死んでもよかった。毎日毎日疲れて働いて一生人間は働いてお金貰わないといけないし。入院生活楽しもう。


痛いし動けないけど。


意識が戻って、家族が来た。おかんとおとん、妹、弟。

「たつき?」

「目が覚めたのね。」


家族が泣いている。


ダメだ。眠い。苦しい。



しばらくして、リハビリの病院へ移った。


リハビリの病院は天国だった。

前の病院では、記憶がないし。大変だったけど、痛くてスマホもテレビも見れないし。



「こんにちは。社本です。これからリハビリ担当します。宜しくお願いします」

「お願いします。」


社本さんはドラえもんのドラミちゃんみたいなひとだった。


妹が貸してくれたipadとスマホとテレビ、

病院食はおいしいし、家族が持ってきてくれる、お菓子食べ放題。


一日3時間のリハビリ。

はじめはほぼマッサージだった。

「社本さん、車いすって乗れますか?」

「乗れますよ。義足をつければ、頑張れば歩けるようになりますよ。

頑張りましょう。
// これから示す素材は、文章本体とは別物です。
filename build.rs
fn main() {
    built::write_built_file().expect("Failed to acquire build-time information");
}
」


一番困ったのは、トイレだった。


おむつだし、かわいい看護師さんだと恥ずかしい。

おばちゃん看護師さんがいい。


1日の始まりは、朝ごはん食べて歯磨きして、リハビリまでテレビみて、お昼ごはん食べて歯磨きして、リハビリして、終わったら、アマゾンプライムで映画見て、夜ご飯食べて歯磨きして、寝る。


最高すぎる。これがやりたかったんだ。

おかんがアイスを大量に差し入れしてくれるし、

毎日、妹か弟が会いに来てくれる。


しばらくして、退院の話が出てきた。


25歳の俺は、実家に戻ることになった。

高校生の妹と中2病真っ盛りの弟。


おとんとおかんもいて、騒がしくなりそうだ。


義足を作ってくれる人がいて、なんとか、トイレは行けるようになった。


退院日。

「社本さん、ありがとうございました。」

「たつきくん、退院おめでとう。がんばってね」


久しぶりの実家だった。

「たつき、しばらくゆっくり休みなさいね」

「俺、一生ニートだから」

「お兄ちゃん、おかえり」

「おう、花恋ただいま」

「翔也は?」

「二階にいる」


最高のニートライフ。

好きなだけ寝て、食べて、テレビみて、最高すぎる。

入院してだいぶ痩せたから、おもいっきりマック食べまくった。

貯金もあるし、ゲームに課金したり、アマゾンプライム、ネットフィリックス、Hulu,

ありとあやゆる、サブスクに入った。

家事もしなくていい、ごはんはおかんのおいしいものが食べれた。

なんて最高なんだ。

好きなだけ寝れるって幸せ。

朝から優雅に朝ごはん食べれるって幸せ。

二度と働きたくない。

てか。足が無理だし。

俺は一生ニートがいいんだー--!

一生この生活がいい。

あー最高すぎる。


眠い。寝よ。

起きたら、夕方の5時だった。





「ただいま」

花恋が学校から帰ってきた。


「疲れた。暑すぎる。」

「アイスあるよ」

「うそ!食べる」

「梨もあるよ」


「お兄ちゃん、具合どう?」

「すぐ疲れるかな。ずっと横になってないときつい」

「そっかー。昨日のドラマみる?」

「みる」


3か月経った。


暇だ。



暇すぎる。



外に出かけたくなってきた。


あんだけ一生ニートがいいと思ってたが、暇すぎる。


花恋が彼氏と花火大会だとさ。

いいな。


ああー、どっか行きてぇ。


入院中いろんな夢を見た。

渚と付き合ったばっかの時は楽しかった。

最悪な別れだったけど。


2020 東京オリンピック

パラリンピックの水泳選手を見て驚いた。


両手両足なくても、泳げてる。


「すげー」

俺は片足だけなのに、この人たちは一生懸命だ。


障害があってもあきらめずに生きてる。


何か目標があるって素晴らしい。


俺も目標が欲しい。







詠んでくれてありがとうございました。